## Problem description
Please retype the data below in full.

━━ Material provided

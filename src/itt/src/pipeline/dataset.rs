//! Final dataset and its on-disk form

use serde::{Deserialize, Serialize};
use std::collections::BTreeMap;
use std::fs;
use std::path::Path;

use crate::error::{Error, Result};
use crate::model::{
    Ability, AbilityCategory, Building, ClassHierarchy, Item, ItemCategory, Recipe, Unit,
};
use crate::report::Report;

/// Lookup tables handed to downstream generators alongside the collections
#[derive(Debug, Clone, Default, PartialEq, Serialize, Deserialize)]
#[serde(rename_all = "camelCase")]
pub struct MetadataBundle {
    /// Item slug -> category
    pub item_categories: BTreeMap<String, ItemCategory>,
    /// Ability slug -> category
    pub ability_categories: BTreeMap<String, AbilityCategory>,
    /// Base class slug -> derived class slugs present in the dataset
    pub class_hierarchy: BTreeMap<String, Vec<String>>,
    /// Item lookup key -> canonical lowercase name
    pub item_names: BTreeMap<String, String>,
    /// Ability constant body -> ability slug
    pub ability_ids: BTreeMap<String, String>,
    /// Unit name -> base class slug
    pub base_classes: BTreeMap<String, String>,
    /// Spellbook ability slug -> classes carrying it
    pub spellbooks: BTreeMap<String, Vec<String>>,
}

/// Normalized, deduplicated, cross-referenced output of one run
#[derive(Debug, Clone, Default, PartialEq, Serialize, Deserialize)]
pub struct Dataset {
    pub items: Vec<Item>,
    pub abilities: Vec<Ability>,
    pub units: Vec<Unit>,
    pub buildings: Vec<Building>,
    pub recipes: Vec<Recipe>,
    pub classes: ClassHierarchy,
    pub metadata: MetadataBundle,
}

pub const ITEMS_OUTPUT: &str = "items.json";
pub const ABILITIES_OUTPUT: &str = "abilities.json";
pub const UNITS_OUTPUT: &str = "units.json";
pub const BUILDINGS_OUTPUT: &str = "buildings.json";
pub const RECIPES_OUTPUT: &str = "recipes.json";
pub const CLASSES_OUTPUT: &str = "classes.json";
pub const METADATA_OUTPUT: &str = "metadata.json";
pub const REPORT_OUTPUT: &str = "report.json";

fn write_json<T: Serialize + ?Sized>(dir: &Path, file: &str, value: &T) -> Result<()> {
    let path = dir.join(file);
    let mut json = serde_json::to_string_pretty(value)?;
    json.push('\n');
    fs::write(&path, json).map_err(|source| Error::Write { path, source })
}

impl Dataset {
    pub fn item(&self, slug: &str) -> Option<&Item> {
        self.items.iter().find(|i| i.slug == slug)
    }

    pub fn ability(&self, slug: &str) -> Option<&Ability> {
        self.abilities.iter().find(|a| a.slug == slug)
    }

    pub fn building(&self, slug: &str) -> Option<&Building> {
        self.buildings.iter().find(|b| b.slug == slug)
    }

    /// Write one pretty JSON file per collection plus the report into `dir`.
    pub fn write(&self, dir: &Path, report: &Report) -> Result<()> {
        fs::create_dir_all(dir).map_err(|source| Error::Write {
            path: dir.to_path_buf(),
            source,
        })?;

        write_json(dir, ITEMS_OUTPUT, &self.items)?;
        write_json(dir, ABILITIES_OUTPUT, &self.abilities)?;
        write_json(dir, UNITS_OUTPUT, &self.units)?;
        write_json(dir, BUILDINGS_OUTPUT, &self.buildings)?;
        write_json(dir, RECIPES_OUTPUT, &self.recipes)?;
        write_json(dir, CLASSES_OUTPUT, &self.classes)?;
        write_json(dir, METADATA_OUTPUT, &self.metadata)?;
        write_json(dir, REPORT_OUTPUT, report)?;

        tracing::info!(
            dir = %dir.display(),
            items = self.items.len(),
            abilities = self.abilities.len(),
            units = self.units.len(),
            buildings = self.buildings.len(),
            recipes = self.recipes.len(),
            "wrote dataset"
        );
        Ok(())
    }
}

━━━━

## Output for this exercise
filename src/itt/src/pipeline/dataset.rs
//! Final dataset and its on-disk form

use serde::{Deserialize, Serialize};
use std::collections::BTreeMap;
use std::fs;
use std::path::Path;

use crate::error::{Error, Result};
use crate::model::{
    Ability, AbilityCategory, Building, ClassHierarchy, Item, ItemCategory, Recipe, Unit,
};
use crate::report::Report;

/// Lookup tables handed to downstream generators alongside the collections
#[derive(Debug, Clone, Default, PartialEq, Serialize, Deserialize)]
#[serde(rename_all = "camelCase")]
pub struct MetadataBundle {
    /// Item slug -> category
    pub item_categories: BTreeMap<String, ItemCategory>,
    /// Ability slug -> category
    pub ability_categories: BTreeMap<String, AbilityCategory>,
    /// Base class slug -> derived class slugs present in the dataset
    pub class_hierarchy: BTreeMap<String, Vec<String>>,
    /// Item lookup key -> canonical lowercase name
    pub item_names: BTreeMap<String, String>,
    /// Ability constant body -> ability slug
    pub ability_ids: BTreeMap<String, String>,
    /// Unit name -> base class slug
    pub base_classes: BTreeMap<String, String>,
    /// Spellbook ability slug -> classes carrying it
    pub spellbooks: BTreeMap<String, Vec<String>>,
}

/// Normalized, deduplicated, cross-referenced output of one run
#[derive(Debug, Clone, Default, PartialEq, Serialize, Deserialize)]
pub struct Dataset {
    pub items: Vec<Item>,
    pub abilities: Vec<Ability>,
    pub units: Vec<Unit>,
    pub buildings: Vec<Building>,
    pub recipes: Vec<Recipe>,
    pub classes: ClassHierarchy,
    pub metadata: MetadataBundle,
}

pub const ITEMS_OUTPUT: &str = "items.json";
pub const ABILITIES_OUTPUT: &str = "abilities.json";
pub const UNITS_OUTPUT: &str = "units.json";
pub const BUILDINGS_OUTPUT: &str = "buildings.json";
pub const RECIPES_OUTPUT: &str = "recipes.json";
pub const CLASSES_OUTPUT: &str = "classes.json";
pub const METADATA_OUTPUT: &str = "metadata.json";
pub const REPORT_OUTPUT: &str = "report.json";

fn write_json<T: Serialize + ?Sized>(dir: &Path, file: &str, value: &T) -> Result<()> {
    let path = dir.join(file);
    let mut json = serde_json::to_string_pretty(value)?;
    json.push('\n');
    fs::write(&path, json).map_err(|source| Error::Write { path, source })
}

impl Dataset {
    pub fn item(&self, slug: &str) -> Option<&Item> {
        self.items.iter().find(|i| i.slug == slug)
    }

    pub fn ability(&self, slug: &str) -> Option<&Ability> {
        self.abilities.iter().find(|a| a.slug == slug)
    }

    pub fn building(&self, slug: &str) -> Option<&Building> {
        self.buildings.iter().find(|b| b.slug == slug)
    }

    /// Write one pretty JSON file per collection plus the report into `dir`.
    pub fn write(&self, dir: &Path, report: &Report) -> Result<()> {
        fs::create_dir_all(dir).map_err(|source| Error::Write {
            path: dir.to_path_buf(),
            source,
        })?;

        write_json(dir, ITEMS_OUTPUT, &self.items)?;
        write_json(dir, ABILITIES_OUTPUT, &self.abilities)?;
        write_json(dir, UNITS_OUTPUT, &self.units)?;
        write_json(dir, BUILDINGS_OUTPUT, &self.buildings)?;
        write_json(dir, RECIPES_OUTPUT, &self.recipes)?;
        write_json(dir, CLASSES_OUTPUT, &self.classes)?;
        write_json(dir, METADATA_OUTPUT, &self.metadata)?;
        write_json(dir, REPORT_OUTPUT, report)?;

        tracing::info!(
            dir = %dir.display(),
            items = self.items.len(),
            abilities = self.abilities.len(),
            units = self.units.len(),
            buildings = self.buildings.len(),
            recipes = self.recipes.len(),
            "wrote dataset"
        );
        Ok(())
    }
}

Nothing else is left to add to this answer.